The costs of managing cerebral palsy can be burdensome on the patient’s family. Even with quality insurance, families may find themselves paying thousands of dollars out of pocket for appropriate care every year. For some middle-class families, these costs are not economically feasible. To help offset costs while receiving quality care, many families turn to non-profit help in the form of grants and free programs and initiatives.

The Leading Non-Profit for Cerebral Palsy Care

United Cerebral Palsy is one of the largest nonprofits in the United States, dedicated to serving children and adults with cerebral palsy through advocacy and other initiatives. The organization’s headquarters is in Washington, D.C. and it works tirelessly with the government to provide support and administer programs that assist families with a member who has cerebral palsy.

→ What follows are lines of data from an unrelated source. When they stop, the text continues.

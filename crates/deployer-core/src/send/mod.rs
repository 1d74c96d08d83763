//! Signing mechanisms and the façade that normalizes their inputs.

pub mod bridge;
pub mod deep_link;
pub mod mnemonic;
pub mod qr;

use std::fmt;
use std::str::FromStr;

use async_trait::async_trait;
use tracing::{debug, warn};

use crate::address::{Address, Cell, ContractInit};
use crate::error::{ConfigError, SendError};

use self::bridge::BridgeProvider;
use self::deep_link::DeepLinkProvider;
use self::mnemonic::{MnemonicProvider, SentMessage};

/// The only send mode every signing mechanism can express.
pub const SEND_MODE_PAY_GAS_SEPARATELY: u8 = 1;

/// Signing mechanism, fixed for the session.
#[derive(Debug, Clone, Copy, PartialEq, Eq, Hash)]
pub enum Mechanism {
    DeepLink,
    Bridge,
    Mnemonic,
}

impl Mechanism {
    pub const ALL: [Self; 3] = [Self::Bridge, Self::DeepLink, Self::Mnemonic];

    #[must_use]
    pub const fn as_str(self) -> &'static str {
        match self {
            Self::DeepLink => "deeplink",
            Self::Bridge => "tonconnect",
            Self::Mnemonic => "mnemonic",
        }
    }
}

impl FromStr for Mechanism {
    type Err = ConfigError;

    fn from_str(value: &str) -> Result<Self, Self::Err> {
        match value.trim().to_ascii_lowercase().as_str() {
            "deeplink" | "deep-link" => Ok(Self::DeepLink),
            "tonconnect" | "bridge" => Ok(Self::Bridge),
            "mnemonic" => Ok(Self::Mnemonic),
            _ => Err(ConfigError::UnknownValue {
                kind: "signer",
                value: value.to_string(),
            }),
        }
    }
}

impl fmt::Display for Mechanism {
    fn fmt(&self, f: &mut fmt::Formatter<'_>) -> fmt::Result {
        f.write_str(self.as_str())
    }
}

/// What a caller asks the sender to do.
#[derive(Debug, Clone, PartialEq, Eq)]
pub struct SenderArguments {
    pub to: Address,
    pub value: u64,
    /// Ignored; no mechanism supports per-message bounce control.
    pub bounce: Option<bool>,
    pub send_mode: Option<u8>,
    pub body: Option<Cell>,
    pub init: Option<ContractInit>,
}

impl SenderArguments {
    #[must_use]
    pub const fn new(to: Address, value: u64) -> Self {
        Self {
            to,
            value,
            bounce: None,
            send_mode: None,
            body: None,
            init: None,
        }
    }
}

/// One outgoing transfer after the façade has validated it. Produced once per
/// call and consumed by exactly one provider.
#[derive(Debug, Clone, PartialEq, Eq)]
pub struct PendingTransfer {
    pub to: Address,
    pub value: u64,
    pub body: Option<Cell>,
    pub init: Option<ContractInit>,
}

impl PendingTransfer {
    /// Messages that activate a contract must not bounce back.
    #[must_use]
    pub const fn bounceable(&self) -> bool {
        self.init.is_none()
    }
}

#[derive(Debug, Clone, PartialEq, Eq)]
pub enum SendOutcome {
    /// The user confirmed they approved the transfer in their wallet.
    Submitted,
    /// The remote wallet acknowledged the request, optionally with the signed
    /// message it broadcast.
    Acknowledged { boc: Option<String> },
    /// Signed and submitted locally; the envelope is returned for inspection.
    Signed(SentMessage),
}

/// Submits transfers on behalf of a contract provider.
#[async_trait]
pub trait Sender: Send + Sync {
    async fn send(&self, args: SenderArguments) -> Result<SendOutcome, SendError>;

    fn address(&self) -> Option<Address>;
}

pub enum SendProvider {
    DeepLink(DeepLinkProvider),
    Bridge(BridgeProvider),
    Mnemonic(MnemonicProvider),
}

impl SendProvider {
    #[must_use]
    pub const fn mechanism(&self) -> Mechanism {
        match self {
            Self::DeepLink(_) => Mechanism::DeepLink,
            Self::Bridge(_) => Mechanism::Bridge,
            Self::Mnemonic(_) => Mechanism::Mnemonic,
        }
    }

    pub async fn connect(&mut self) -> Result<(), SendError> {
        match self {
            Self::DeepLink(_) => Ok(()),
            Self::Bridge(provider) => provider.connect().await,
            Self::Mnemonic(provider) => {
                debug!(address = %provider.wallet_address(), "mnemonic wallet ready");
                Ok(())
            }
        }
    }

    pub async fn send_transaction(
        &self,
        transfer: &PendingTransfer,
    ) -> Result<SendOutcome, SendError> {
        match self {
            Self::DeepLink(provider) => provider.send_transaction(transfer).await,
            Self::Bridge(provider) => provider.send_transaction(transfer).await,
            Self::Mnemonic(provider) => provider
                .send_transaction(transfer)
                .await
                .map(SendOutcome::Signed),
        }
    }

    #[must_use]
    pub fn address(&self) -> Option<Address> {
        match self {
            Self::DeepLink(_) => None,
            Self::Bridge(provider) => provider.address(),
            Self::Mnemonic(provider) => Some(provider.wallet_address()),
        }
    }
}

/// Rejects every send mode other than "pay gas separately". Runs before any
/// network call on the send path.
pub fn check_send_mode(send_mode: Option<u8>) -> Result<(), ConfigError> {
    match send_mode {
        Some(mode) if mode != SEND_MODE_PAY_GAS_SEPARATELY => {
            Err(ConfigError::UnsupportedSendMode(mode))
        }
        _ => Ok(()),
    }
}

/// Uniform front for whichever provider is active.
pub struct SendFacade {
    provider: SendProvider,
}

impl SendFacade {
    #[must_use]
    pub const fn new(provider: SendProvider) -> Self {
        Self { provider }
    }

    #[must_use]
    pub const fn provider(&self) -> &SendProvider {
        &self.provider
    }

    pub async fn connect(&mut self) -> Result<(), SendError> {
        self.provider.connect().await
    }

    /// Validation applied before any provider sees the request.
    pub fn prepare(args: SenderArguments) -> Result<PendingTransfer, SendError> {
        check_send_mode(args.send_mode)?;
        if let Some(bounce) = args.bounce {
            warn!(
                bounce,
                to = %args.to,
                "bounce override is not supported by any signer, ignoring it"
            );
        }

        Ok(PendingTransfer {
            to: args.to,
            value: args.value,
            body: args.body,
            init: args.init,
        })
    }
}

#[async_trait]
impl Sender for SendFacade {
    async fn send(&self, args: SenderArguments) -> Result<SendOutcome, SendError> {
        let transfer = Self::prepare(args)?;
        debug!(
            mechanism = %self.provider.mechanism(),
            to = %transfer.to,
            value = transfer.value,
            with_init = transfer.init.is_some(),
            "sending transfer"
        );
        self.provider.send_transaction(&transfer).await
    }

    fn address(&self) -> Option<Address> {
        self.provider.address()
    }
}

#[cfg(test)]
mod tests {
    use super::*;

    fn args() -> SenderArguments {
        SenderArguments::new(Address::new(0, [7; 32]), 1_000)
    }

    #[test]
    fn only_pay_gas_separately_is_accepted() {
        let mut rejected = args();
        rejected.send_mode = Some(3);
        let err = SendFacade::prepare(rejected).expect_err("must fail");
        assert!(matches!(
            err,
            SendError::Config(ConfigError::UnsupportedSendMode(3))
        ));

        let mut accepted = args();
        accepted.send_mode = Some(SEND_MODE_PAY_GAS_SEPARATELY);
        assert!(SendFacade::prepare(accepted).is_ok());
    }

    #[test]
    fn bounce_override_is_dropped() {
        let mut with_bounce = args();
        with_bounce.bounce = Some(false);
        with_bounce.init = Some(ContractInit::new(Cell::new(vec![1]), Cell::new(vec![2])));

        let transfer = SendFacade::prepare(with_bounce).expect("prepare");
        assert!(!transfer.bounceable());
        assert!(SendFacade::prepare(args()).expect("prepare").bounceable());
    }

    #[test]
    fn mechanism_names_round_trip() {
        for mechanism in Mechanism::ALL {
            assert_eq!(
                mechanism.as_str().parse::<Mechanism>().expect("parse"),
                mechanism
            );
        }
    }
}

United Cerebral Palsy, or UCP, has over 100 local service providers that offer assistance to nearly 200,000 families located throughout the country who struggle with the negative effects of cerebral palsy. The UCP used to have an office in southern Illinois, but funding cuts forced it to close its doors in 2011.

The southern Illinois branch of United Cerebral Palsy remained in operation due to a $156,000 grant from the state. Unfortunately, the branch lost funding, and despite a robust effort from the community and the non-profit itself, it was forced to close its doors for good. The organization liquidated all of its furniture and left town, leaving its 300 families in the lurch.

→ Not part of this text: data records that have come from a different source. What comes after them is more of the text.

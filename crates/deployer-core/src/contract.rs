//! Contract handle that attaches its constructor payload only while the
//! address is not yet active.

use std::sync::Arc;

use serde::Serialize;
use tracing::debug;

use crate::address::{Address, Cell, ContractInit};
use crate::api::LedgerApi;
use crate::api::types::{AccountState, GetMethodResult, TransactionInfo};
use crate::error::{SendError, TransportError};
use crate::send::{SendOutcome, Sender, SenderArguments, check_send_mode};

/// An internal message sent to the contract through the active signer.
#[derive(Debug, Clone, PartialEq, Eq)]
pub struct InternalMessage {
    pub value: u64,
    pub body: Option<Cell>,
    pub send_mode: Option<u8>,
    pub bounce: Option<bool>,
}

impl InternalMessage {
    #[must_use]
    pub const fn new(value: u64) -> Self {
        Self {
            value,
            body: None,
            send_mode: None,
            bounce: None,
        }
    }

    #[must_use]
    pub fn with_body(mut self, body: Option<Cell>) -> Self {
        self.body = body;
        self
    }
}

#[derive(Serialize)]
struct ExternalEnvelope<'a> {
    to: Address,
    #[serde(skip_serializing_if = "Option::is_none")]
    init: Option<&'a ContractInit>,
    body: &'a Cell,
}

#[derive(Clone)]
pub struct ContractProvider {
    address: Address,
    init: Option<ContractInit>,
    api: Arc<dyn LedgerApi>,
    sender: Option<Arc<dyn Sender>>,
}

impl ContractProvider {
    #[must_use]
    pub fn new(
        address: Address,
        init: Option<ContractInit>,
        api: Arc<dyn LedgerApi>,
        sender: Option<Arc<dyn Sender>>,
    ) -> Self {
        Self {
            address,
            init,
            api,
            sender,
        }
    }

    #[must_use]
    pub const fn address(&self) -> Address {
        self.address
    }

    /// Opens another contract through the same client and signer.
    #[must_use]
    pub fn open(&self, address: Address, init: Option<ContractInit>) -> Self {
        Self::new(address, init, Arc::clone(&self.api), self.sender.clone())
    }

    pub async fn state(&self) -> Result<AccountState, TransportError> {
        self.api.account_state(&self.address).await
    }

    /// The constructor payload to attach right now, if any.
    async fn pending_init(&self) -> Result<Option<&ContractInit>, TransportError> {
        let Some(init) = &self.init else {
            return Ok(None);
        };
        let state = self.state().await?;
        debug!(address = %self.address, status = ?state.status, "checked contract state");
        Ok((!state.is_active()).then_some(init))
    }

    pub async fn internal(&self, message: InternalMessage) -> Result<SendOutcome, SendError> {
        let sender = self.sender.as_ref().ok_or(SendError::NotConnected)?;
        check_send_mode(message.send_mode)?;
        let init = self.pending_init().await?.cloned();

        sender
            .send(SenderArguments {
                to: self.address,
                value: message.value,
                bounce: message.bounce,
                send_mode: message.send_mode,
                body: message.body,
                init,
            })
            .await
    }

    /// Submits an external message straight to the ledger, bypassing the
    /// signer.
    pub async fn external(&self, body: &Cell) -> Result<(), SendError> {
        let init = self.pending_init().await?;
        let envelope = serde_json::to_vec(&ExternalEnvelope {
            to: self.address,
            init,
            body,
        })?;
        self.api.send_message(&envelope).await?;
        Ok(())
    }

    pub async fn get(&self, method: &str) -> Result<GetMethodResult, TransportError> {
        self.api.run_get_method(&self.address, method).await
    }

    pub async fn transactions(&self, limit: u32) -> Result<Vec<TransactionInfo>, TransportError> {
        self.api.transactions(&self.address, limit).await
    }
}
use std::fs::File;
use std::io::{self, Write};
use std::sync::Mutex;

use log::{self, Level, LevelFilter, Log, Metadata, Record};
use time::format_description::well_known::Rfc3339;
use time::OffsetDateTime;

use crate::error::Error;

fn timestamp() -> String {
    OffsetDateTime::now_utc()
        .format(&Rfc3339)
        .unwrap_or_else(|_| "-".to_string())
}

fn format_record(record: &Record) -> String {
    format!("{} {} - {}", timestamp(), record.level(), record.args())
}

struct ConsoleLogger {
    level: Level
}

impl Log for ConsoleLogger {
    fn enabled(&self, metadata: &Metadata) -> bool {
        metadata.level() <= self.level
    }

    fn log(&self, record: &Record) {
        if self.enabled(record.metadata()) {
            eprintln!("{}", format_record(record));
        }
    }

    fn flush(&self) {
        let _ = io::stderr().flush();
    }
}

struct FileLogger {
    level: Level,
    handle: Mutex<File>
}

impl FileLogger {
    pub fn new(path: &str, level: Level) -> Result<FileLogger, io::Error> {
        let file = File::create(path)?;

        Ok(FileLogger {
            level: level,
            handle: Mutex::new(file)
        })
    }
}

impl Log for FileLogger {
    fn enabled(&self, metadata: &Metadata) -> bool {
        metadata.level() <= self.level
    }

    fn log(&self, record: &Record) {
        if self.enabled(record.metadata()) {
            if let Ok(mut handle) = self.handle.lock() {
                // A failed log write must not abort generation.
                let _ = writeln!(handle, "{}", format_record(record));
            }
        }
    }

    fn flush(&self) {
        if let Ok(mut handle) = self.handle.lock() {
            let _ = handle.flush();
        }
    }
}

/// Installs the global logger. Logs go to stderr unless `log_path` is given,
/// in which case that file is created (or truncated) and used instead.
pub fn init_logger(level: LevelFilter, log_path: Option<&str>) -> Result<(), Error> {
    let record_level = level.to_level().unwrap_or(Level::Error);

    let logger: Box<dyn Log> = match log_path {
        Some(path) => Box::new(FileLogger::new(path, record_level)?),
        None => Box::new(ConsoleLogger { level: record_level })
    };

    log::set_boxed_logger(logger)?;
    log::set_max_level(level);
    Ok(())
}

Several other offices of the United Cerebral Palsy non-profit exist, including offices in Belleville, Oak Park, Decatur, and Land of Lincoln. However, these are not feasible commutes for those living in the south regions of the state. Other options include Shrewsbury, Missouri, but this too may prove to be too long a commute for any family, let alone one with a family member with special needs.

What Happens to Families in This Service Area?

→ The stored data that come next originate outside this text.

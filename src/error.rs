use std::error;
use std::fmt;
use std::io;

use log::SetLoggerError;

#[derive(Debug)]
pub enum Error {
    Io(io::Error),
    Csv(csv::Error),
    SetLogger(SetLoggerError),
    Config(String)
}

impl From<io::Error> for Error {
    fn from(err: io::Error) -> Error {
        Error::Io(err)
    }
}

impl From<csv::Error> for Error {
    fn from(err: csv::Error) -> Error {
        Error::Csv(err)
    }
}

impl From<SetLoggerError> for Error {
    fn from(err: SetLoggerError) -> Error {
        Error::SetLogger(err)
    }
}

impl fmt::Display for Error {
    fn fmt(&self, f: &mut fmt::Formatter) -> fmt::Result {
        match *self {
            Error::Io(ref err) => write!(f, "I/O error: {}", err),
            Error::Csv(ref err) => write!(f, "CSV error: {}", err),
            Error::SetLogger(ref err) => write!(f, "failed to initialize logger: {}", err),
            Error::Config(ref msg) => write!(f, "{}", msg)
        }
    }
}

impl error::Error for Error {
    fn source(&self) -> Option<&(dyn error::Error + 'static)> {
        match *self {
            Error::Io(ref err) => Some(err),
            Error::Csv(ref err) => Some(err),
            Error::SetLogger(ref err) => Some(err),
            Error::Config(_) => None
        }
    }
}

Families often journey to the United Cerebral Palsy center after their first diagnosis of cerebral palsy, within the first couple months of a child’s life. Here, scared parents receive reassurance that intervention options are available, and for an affordable cost. Generally, the center helps families find the right equipment to improve ambulation, facilitates doctor referrals for insurance approval purposes, and serves as a case manager for people with cerebral palsy. Whenever a family has a question about a treatment, rehabilitation options, or insurance coverage, UCP is there. The non-profit can also assist with applications for other forms of assistance, such as social security disability and Medicaid.

Other Important Work UCP Does

In addition to raising money for families, providing guidance, and conducting its own research, UCP, as a whole, serves as an important advocate for families with special needs children. It was one of the main organizations that lobbied for (and was eventually successful in) passing the Americans With Disabilities Act of 1990. In the years since, it has also been responsible for leveraging technology and innovation to improve the quality of life in those affected by cerebral palsy.

Given the important work that the organization does, it’s natural to wonder what will happen if funding continues to dwindle. The UCP provides important, life-enhancing services to people with cerebral palsy living in the United States, Canada, and Australia. Without appropriate funding, families throughout the world could lose access to important services.

As families move further into their journey with cerebral palsy, they get better at navigating the systems in place on their own. The most vulnerable are those who do not yet have a diagnosis. Where will these parents go when they learn their child has a disability that will affect the rest of his or her life? This is the main concern of the organization.

Only time will tell which branches of the UCP will remain open and which will close due to cash flow issues. In the meantime, UCP is dedicated to helping families with children and adults living with cerebral palsy. For as long as they can, the organization plans on continuing their work of advocacy, research, and raising money for families affected by the condition.